**Task instructions**
Among the entries, find each line that includes the string "TimeZone" and list it.

Stored data entries
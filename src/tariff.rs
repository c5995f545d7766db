pub mod clock;
pub mod config;
pub mod period;
pub mod range;

use chrono::{DateTime, TimeZone};
use sunledger_quantities::rate::KilowattHourRate;

pub use self::{
    clock::ClockTime,
    config::TariffConfig,
    period::{PerPeriod, Period},
    range::HourRange,
};
use crate::prelude::*;

/// Validated time-of-use tariff with every optional price filled in.
///
/// This is what the calculations run against. It never changes once built, so it may be
/// shared freely between threads.
#[must_use]
#[derive(Clone, Debug, PartialEq, Eq)]
pub struct Tariff {
    pub prices: PerPeriod<KilowattHourRate>,
    pub subsidy_price: KilowattHourRate,
    pub grid_price: KilowattHourRate,
    peak_hours: Vec<HourRange>,
    valley_hours: Vec<HourRange>,
    flat_hours: Vec<HourRange>,
}

impl TryFrom<&TariffConfig> for Tariff {
    type Error = Error;

    #[instrument(skip_all)]
    fn try_from(config: &TariffConfig) -> Result<Self> {
        let tariff = Self {
            prices: PerPeriod::new(config.peak_price, config.valley_price, config.flat_price),
            subsidy_price: config
                .subsidy_price
                .unwrap_or_else(|| TariffConfig::DEFAULT_SUBSIDY_PRICE.into()),
            grid_price: config
                .grid_price
                .unwrap_or_else(|| TariffConfig::DEFAULT_GRID_PRICE.into()),
            peak_hours: parse_ranges(&config.peak_hours).context("invalid peak hours")?,
            valley_hours: parse_ranges(&config.valley_hours).context("invalid valley hours")?,
            flat_hours: parse_ranges(&config.flat_hours).context("invalid flat hours")?,
        };
        for (period, price) in tariff.prices.iter() {
            ensure_price(*price).with_context(|| format!("invalid {period} price"))?;
        }
        ensure_price(tariff.subsidy_price).context("invalid subsidy price")?;
        ensure_price(tariff.grid_price).context("invalid grid price")?;
        debug!(
            n_peak_hours = tariff.peak_hours.len(),
            n_valley_hours = tariff.valley_hours.len(),
            "resolved the tariff",
        );
        Ok(tariff)
    }
}

impl TryFrom<TariffConfig> for Tariff {
    type Error = Error;

    fn try_from(config: TariffConfig) -> Result<Self> {
        Self::try_from(&config)
    }
}

impl Tariff {
    /// Period of the timestamp's wall-clock time in its own time zone.
    ///
    /// Peak hours are checked first, valley hours next, and everything else is flat.
    /// Overlapping ranges are not an error: the first match wins.
    pub fn classify<Tz: TimeZone>(&self, at: &DateTime<Tz>) -> Period {
        self.classify_clock_time(ClockTime::of(at))
    }

    pub fn classify_clock_time(&self, time: ClockTime) -> Period {
        if self.peak_hours.iter().any(|range| range.contains(time)) {
            Period::Peak
        } else if self.valley_hours.iter().any(|range| range.contains(time)) {
            Period::Valley
        } else {
            Period::Flat
        }
    }

    pub fn price_at<Tz: TimeZone>(&self, at: &DateTime<Tz>) -> KilowattHourRate {
        self.price_of(self.classify(at))
    }

    pub const fn price_of(&self, period: Period) -> KilowattHourRate {
        *self.prices.get(period)
    }

    #[must_use]
    pub fn hours(&self, period: Period) -> &[HourRange] {
        match period {
            Period::Peak => &self.peak_hours,
            Period::Valley => &self.valley_hours,
            Period::Flat => &self.flat_hours,
        }
    }
}

fn parse_ranges(ranges: &[String]) -> Result<Vec<HourRange>> {
    ranges.iter().map(|range| range.parse()).collect()
}

fn ensure_price(price: KilowattHourRate) -> Result {
    ensure!(price.is_finite(), "the price must be finite");
    ensure!(price >= KilowattHourRate::ZERO, "the price must not be negative, got {price}");
    Ok(())
}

**Reply**
use chrono::{DateTime, TimeZone};
    pub fn classify<Tz: TimeZone>(&self, at: &DateTime<Tz>) -> Period {
    pub fn price_at<Tz: TimeZone>(&self, at: &DateTime<Tz>) -> KilowattHourRate {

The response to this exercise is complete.